Rental house Eighth Day Sound has worked with The 1975 for their past two album cycles. As early adopters of new d&b technology, they collaborated with Jay Rigby – FOH engineer for The 1975 – to specify the KSL System for this tour.
“Musically, this band is very eclectic, so you really need a sound system that covers all of those genres and styles,” said Rigby. “[Lead singer] Matty Healy and drummer George Daniel produce their own albums – they know exactly how they should sound live and they have the technical expertise to communicate that effectively.

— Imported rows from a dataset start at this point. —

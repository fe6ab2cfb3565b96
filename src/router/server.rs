//! Consumer-facing JSON-RPC server.
//!
//! Serves a [`Router`] over any line-delimited JSON-RPC stream (stdio in
//! production, an in-memory pipe in tests). Each request runs in its own
//! task; responses are written whole lines at a time under a writer lock.

use std::collections::HashMap;
use std::sync::{Arc, Mutex as StdMutex, PoisonError};

use serde_json::Value;
use tokio::io::{AsyncBufReadExt, AsyncRead, AsyncWrite, AsyncWriteExt, BufReader};
use tokio::sync::Mutex;
use tokio::task::{AbortHandle, JoinSet};

use crate::backend::types::{error_codes, JsonRpcError, PROTOCOL_VERSION};

use super::dispatch::Router;

/// `_meta` keys checked, in order, for a task description on `tools/list`.
const CONTEXT_KEYS: &[&str] = &["user_query", "task_description", "recent_conversation"];

type InFlight = Arc<StdMutex<HashMap<String, AbortHandle>>>;

/// Serve until the consumer closes its end of the stream.
///
/// In-flight requests are aborted when the stream closes.
pub async fn serve<R, W>(router: Arc<Router>, reader: R, writer: W) -> std::io::Result<()>
where
    R: AsyncRead + Unpin + Send + 'static,
    W: AsyncWrite + Unpin + Send + 'static,
{
    let writer = Arc::new(Mutex::new(writer));
    let in_flight: InFlight = Arc::new(StdMutex::new(HashMap::new()));
    let mut tasks = JoinSet::new();
    let mut lines = BufReader::new(reader).lines();

    tracing::info!("consumer session started");

    while let Some(line) = lines.next_line().await? {
        let line = line.trim();
        if line.is_empty() {
            continue;
        }

        let message: Value = match serde_json::from_str(line) {
            Ok(message) => message,
            Err(e) => {
                let reply = failure(
                    Value::Null,
                    JsonRpcError {
                        code: error_codes::PARSE_ERROR,
                        message: format!("parse error: {e}"),
                        data: None,
                    },
                );
                write_message(&writer, &reply).await?;
                continue;
            }
        };

        let method = message.get("method").and_then(Value::as_str).map(str::to_string);
        let params = message.get("params").cloned().unwrap_or(Value::Null);

        let Some(id) = message.get("id").cloned().filter(|id| !id.is_null()) else {
            if let Some(method) = method {
                handle_notification(&method, &params, &in_flight);
            }
            continue;
        };

        let Some(method) = method else {
            let reply = failure(
                id,
                JsonRpcError {
                    code: error_codes::INVALID_REQUEST,
                    message: "missing method".into(),
                    data: None,
                },
            );
            write_message(&writer, &reply).await?;
            continue;
        };

        let key = id.to_string();
        let router = Arc::clone(&router);
        let writer = Arc::clone(&writer);
        let registry = Arc::clone(&in_flight);
        let task_key = key.clone();

        // Held across spawn so a fast task can't remove its entry before
        // it is inserted.
        {
            let mut registered = in_flight.lock().unwrap_or_else(PoisonError::into_inner);
            let abort = tasks.spawn(async move {
                let reply = match handle_request(&router, &method, params).await {
                    Ok(result) => success(id, result),
                    Err(error) => failure(id, error),
                };
                registry
                    .lock()
                    .unwrap_or_else(PoisonError::into_inner)
                    .remove(&task_key);
                if let Err(e) = write_message(&writer, &reply).await {
                    tracing::warn!(method = %method, error = %e, "failed to write response");
                }
            });
            registered.insert(key, abort);
        }

        while tasks.try_join_next().is_some() {}
    }

    tracing::info!(in_flight = tasks.len(), "consumer closed the stream");
    tasks.shutdown().await;
    Ok(())
}

/// Serve the router on this process's stdin/stdout.
pub async fn serve_stdio(router: Arc<Router>) -> std::io::Result<()> {
    serve(router, tokio::io::stdin(), tokio::io::stdout()).await
}

fn handle_notification(method: &str, params: &Value, in_flight: &InFlight) {
    match method {
        "notifications/cancelled" => {
            let Some(request_id) = params.get("requestId") else {
                return;
            };
            let handle = in_flight
                .lock()
                .unwrap_or_else(PoisonError::into_inner)
                .remove(&request_id.to_string());
            if let Some(handle) = handle {
                handle.abort();
                tracing::debug!(request_id = %request_id, "request cancelled by consumer");
            }
        }
        "notifications/initialized" => {}
        other => tracing::debug!(method = %other, "ignoring notification"),
    }
}

// ─── Request handling ────────────────────────────────────────────────────────

async fn handle_request(router: &Router, method: &str, params: Value) -> Result<Value, JsonRpcError> {
    match method {
        "initialize" => Ok(serde_json::json!({
            "protocolVersion": params
                .get("protocolVersion")
                .and_then(Value::as_str)
                .unwrap_or(PROTOCOL_VERSION),
            "capabilities": { "tools": { "listChanged": false } },
            "serverInfo": {
                "name": env!("CARGO_PKG_NAME"),
                "version": env!("CARGO_PKG_VERSION"),
            },
        })),

        "ping" => Ok(serde_json::json!({})),

        "tools/list" => {
            let query = list_query(&params);
            let listing = router.list_capabilities(query.as_deref()).await;
            let tools: Vec<_> = listing
                .capabilities
                .iter()
                .map(|c| c.to_tool_definition())
                .collect();
            Ok(serde_json::json!({ "tools": tools, "_meta": listing.meta() }))
        }

        "tools/call" => {
            let name = params
                .get("name")
                .and_then(Value::as_str)
                .ok_or_else(|| invalid_params("missing 'name'"))?;
            let arguments = params
                .get("arguments")
                .cloned()
                .unwrap_or_else(|| serde_json::json!({}));

            router
                .invoke_capability(name, arguments)
                .await
                .map_err(|e| JsonRpcError {
                    code: e.code(),
                    message: e.message(),
                    data: e.data(),
                })
        }

        "router/stats" => serde_json::to_value(router.stats().await).map_err(|e| JsonRpcError {
            code: error_codes::INTERNAL_ERROR,
            message: format!("failed to serialize stats: {e}"),
            data: None,
        }),

        "router/refresh" => {
            let snapshot = router.refresh_catalog().await;
            Ok(serde_json::json!({
                "version": snapshot.version,
                "capabilities": snapshot.len(),
                "fingerprint": snapshot.fingerprint,
            }))
        }

        other => Err(JsonRpcError {
            code: error_codes::METHOD_NOT_FOUND,
            message: format!("method not found: {other}"),
            data: None,
        }),
    }
}

/// Task text for a list call: `params.query`, else the first non-blank
/// context string in `params._meta`.
fn list_query(params: &Value) -> Option<String> {
    let non_blank = |v: &Value| {
        v.as_str()
            .map(str::trim)
            .filter(|s| !s.is_empty())
            .map(str::to_string)
    };

    if let Some(query) = params.get("query").and_then(non_blank) {
        return Some(query);
    }
    let meta = params.get("_meta")?;
    CONTEXT_KEYS
        .iter()
        .find_map(|key| meta.get(*key).and_then(non_blank))
}

fn invalid_params(message: &str) -> JsonRpcError {
    JsonRpcError {
        code: error_codes::INVALID_PARAMS,
        message: message.to_string(),
        data: None,
    }
}

// ─── Framing ─────────────────────────────────────────────────────────────────

fn success(id: Value, result: Value) -> Value {
    serde_json::json!({ "jsonrpc": "2.0", "id": id, "result": result })
}

fn failure(id: Value, error: JsonRpcError) -> Value {
    serde_json::json!({ "jsonrpc": "2.0", "id": id, "error": error })
}

async fn write_message<W>(writer: &Mutex<W>, message: &Value) -> std::io::Result<()>
where
    W: AsyncWrite + Unpin,
{
    let mut line = serde_json::to_string(message)?;
    line.push('\n');
    let mut writer = writer.lock().await;
    writer.write_all(line.as_bytes()).await?;
    writer.flush().await
}
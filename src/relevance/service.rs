//! The pluggable ranking boundary and its HTTP implementation.

use std::time::Duration;

use async_trait::async_trait;
use reqwest::Client as HttpClient;

use crate::catalog::Capability;

use super::errors::RelevanceError;
use super::types::{HealthResponse, RelevanceQuery, SelectToolsRequest, SelectToolsResponse};

/// Raw ranking from a service, before normalization.
#[derive(Debug, Clone, Default, PartialEq)]
pub struct Ranking {
    pub names: Vec<String>,
    pub scores: Vec<f32>,
}

/// Something that can rank capabilities against a task description.
#[async_trait]
pub trait RelevanceService: Send + Sync {
    /// Short label for logs and stats.
    fn name(&self) -> &'static str;

    /// Rank (a subset of) `query.candidates`. The caller validates and trims
    /// the result, so implementations may over-return.
    async fn select(&self, query: &RelevanceQuery) -> Result<Ranking, RelevanceError>;

    /// Whether the service is ready to rank.
    async fn health(&self) -> Result<bool, RelevanceError>;

    /// Told about every new catalog snapshot. Services that keep their own
    /// index can use it to learn descriptors.
    async fn sync_catalog(&self, _capabilities: &[Capability]) -> Result<(), RelevanceError> {
        Ok(())
    }
}

// ─── HTTP selection service ──────────────────────────────────────────────────

/// Client for a remote selection service speaking
/// `POST /select-tools` and `GET /health`.
pub struct HttpRelevanceService {
    http: HttpClient,
    base_url: String,
}

impl HttpRelevanceService {
    pub fn new(base_url: &str, timeout: Duration) -> Result<Self, RelevanceError> {
        let http = HttpClient::builder()
            .timeout(timeout)
            .build()
            .map_err(|e| RelevanceError::RequestFailed {
                reason: format!("failed to build HTTP client: {e}"),
            })?;
        Ok(Self {
            http,
            base_url: base_url.trim_end_matches('/').to_string(),
        })
    }

    pub fn base_url(&self) -> &str {
        &self.base_url
    }
}

#[async_trait]
impl RelevanceService for HttpRelevanceService {
    fn name(&self) -> &'static str {
        "http"
    }

    async fn select(&self, query: &RelevanceQuery) -> Result<Ranking, RelevanceError> {
        let url = format!("{}/select-tools", self.base_url);
        let body = SelectToolsRequest::from_query(query);

        let response = self
            .http
            .post(&url)
            .json(&body)
            .send()
            .await
            .map_err(|e| RelevanceError::RequestFailed {
                reason: format!("request to {url}: {e}"),
            })?;

        if !response.status().is_success() {
            let status = response.status().as_u16();
            let body = response
                .text()
                .await
                .unwrap_or_else(|_| "unknown".to_string());
            return Err(RelevanceError::Http { status, body });
        }

        let parsed: SelectToolsResponse =
            response
                .json()
                .await
                .map_err(|e| RelevanceError::Malformed {
                    reason: format!("failed to parse select-tools response: {e}"),
                })?;

        Ok(Ranking {
            names: parsed.selected_tools,
            scores: parsed.scores,
        })
    }

    async fn health(&self) -> Result<bool, RelevanceError> {
        let url = format!("{}/health", self.base_url);
        let response = self
            .http
            .get(&url)
            .send()
            .await
            .map_err(|e| RelevanceError::RequestFailed {
                reason: format!("request to {url}: {e}"),
            })?;

        if !response.status().is_success() {
            return Ok(false);
        }

        let parsed: HealthResponse =
            response
                .json()
                .await
                .map_err(|e| RelevanceError::Malformed {
                    reason: format!("failed to parse health response: {e}"),
                })?;
        Ok(parsed.is_healthy())
    }
}

#[cfg(test)]
mod tests {
    use super::*;
    use tokio::io::{AsyncReadExt, AsyncWriteExt};
    use tokio::net::TcpListener;

    #[test]
    fn base_url_trailing_slash_is_trimmed() {
        let service =
            HttpRelevanceService::new("http://localhost:8001/", Duration::from_secs(1)).unwrap();
        assert_eq!(service.base_url(), "http://localhost:8001");
    }

    /// Serve exactly one HTTP request with a canned JSON response, returning
    /// the request body.
    async fn one_shot_server(status: &str, body: &str) -> (String, tokio::task::JoinHandle<String>) {
        let listener = TcpListener::bind("127.0.0.1:0").await.unwrap();
        let addr = listener.local_addr().unwrap();
        let response = format!(
            "HTTP/1.1 {status}\r\nContent-Type: application/json\r\nContent-Length: {}\r\nConnection: close\r\n\r\n{body}",
            body.len()
        );

        let task = tokio::spawn(async move {
            let (mut socket, _) = listener.accept().await.unwrap();
            let mut buf = Vec::new();
            let mut chunk = [0u8; 4096];
            let request_body = loop {
                let n = socket.read(&mut chunk).await.unwrap();
                buf.extend_from_slice(&chunk[..n]);
                let text = String::from_utf8_lossy(&buf).to_string();
                if let Some(split) = text.find("\r\n\r\n") {
                    let length = text[..split]
                        .lines()
                        .find_map(|l| {
                            let (k, v) = l.split_once(':')?;
                            k.eq_ignore_ascii_case("content-length")
                                .then(|| v.trim().parse::<usize>().ok())
                                .flatten()
                        })
                        .unwrap_or(0);
                    let body = &text[split + 4..];
                    if body.len() >= length || n == 0 {
                        break body.to_string();
                    }
                }
                if n == 0 {
                    break String::new();
                }
            };
            socket.write_all(response.as_bytes()).await.unwrap();
            socket.shutdown().await.ok();
            request_body
        });

        (format!("http://{addr}"), task)
    }

    fn query() -> RelevanceQuery {
        RelevanceQuery {
            task: "read a file".into(),
            candidates: vec!["fs::read_file".into(), "math::add".into()],
            max_results: 5,
            score_threshold: 0.1,
        }
    }

    #[tokio::test]
    async fn select_speaks_the_wire_format() {
        let (url, server) = one_shot_server(
            "200 OK",
            r#"{"selected_tools":["fs::read_file"],"scores":[0.92],"query":"read a file","total_available":2,"total_selected":1}"#,
        )
        .await;
        let service = HttpRelevanceService::new(&url, Duration::from_secs(5)).unwrap();

        let ranking = service.select(&query()).await.unwrap();
        assert_eq!(ranking.names, vec!["fs::read_file"]);
        assert_eq!(ranking.scores, vec![0.92]);

        let sent: serde_json::Value = serde_json::from_str(&server.await.unwrap()).unwrap();
        assert_eq!(sent["query"], "read a file");
        assert_eq!(sent["available_tools"][1], "math::add");
        assert_eq!(sent["limit"], 5);
    }

    #[tokio::test]
    async fn error_status_is_http_error() {
        let (url, _server) = one_shot_server("503 Service Unavailable", r#"{"detail":"down"}"#).await;
        let service = HttpRelevanceService::new(&url, Duration::from_secs(5)).unwrap();

        let err = service.select(&query()).await.unwrap_err();
        assert!(matches!(err, RelevanceError::Http { status: 503, .. }));
    }

    #[tokio::test]
    async fn health_reads_retriever_flag() {
        let (url, _server) =
            one_shot_server("200 OK", r#"{"status":"healthy","retriever_available":true}"#).await;
        let service = HttpRelevanceService::new(&url, Duration::from_secs(5)).unwrap();
        assert!(service.health().await.unwrap());
    }

    #[tokio::test]
    async fn unreachable_service_is_request_failure() {
        // Nothing listens on the discard port.
        let service =
            HttpRelevanceService::new("http://127.0.0.1:9", Duration::from_millis(500)).unwrap();
        let query = RelevanceQuery {
            task: "anything".into(),
            candidates: vec!["a::x".into()],
            max_results: 5,
            score_threshold: 0.0,
        };
        let err = service.select(&query).await.unwrap_err();
        assert!(matches!(err, RelevanceError::RequestFailed { .. }));
    }
}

“One really interesting thing with the KSL,” added Rigby, “is that the vocal range is just incredible – that crossover point between the mid and the high is so smooth; you don’t really hear any horn distortion and the voice is just so smooth all the way through. The fans want to hear every word that Matty is saying and KSL has made it so much easier for every seat in the house to hear just that.”
Whether playing smaller venues such as The Brighton Centre (4,500 capacity) or large arenas such as London’s O2 (20,000 capacity), the striking, art-installation-like set design by conceptual designer Tobias Rylander scales accordingly, and sound follows suit. “We bounce into different sized venues on an almost daily basis and KSL sounds great in all of them,” said Rigby.
Faced with such variety, Eighth Day Sound’s system engineer Dan Bluhm utilises d&b ArrayCalc and R1 control software to plan, implement and optimise the sound for each venue. “The d&b eco-system drives my day. From starting with ArrayCalc prediction software for room measurement and determining speaker angles. Then transitioning into the R1 control system. This allows me to perform system checks and array verification while the system is still at a working height. We’re able to check all the components in the boxes, make sure that everything is functioning, and cabled correctly before sending it up. We have found the KSL to be very easy and fast to hang. Our two fly guys are hanging the arrays within a matter of hours from shooting the room.”
Monitor engineer Francois Pare also feels the benefit of KSL: “The rejection on stage is pretty spectacular – it makes my job so much easier. I’m not fighting the PA as much as with other sound systems, which is kind of nice for the band. Any band likes clarity, it’s super important. Again, the rejection keeps the stage down, so it is easier to be clear with mixes.”
Rigby concurred: “The overall clarity we’re getting with KSL, I kind of relate to television, when you’re used to watching standard definition and the first time you watch in HD there’s this wow factor, where you never knew it could look or sound so clear. I’m now hearing parts in certain instruments that I never heard before, almost to the point where I’m going to the backline guys to ask if it was there last time. There’s detail and clarity that we didn’t have before.”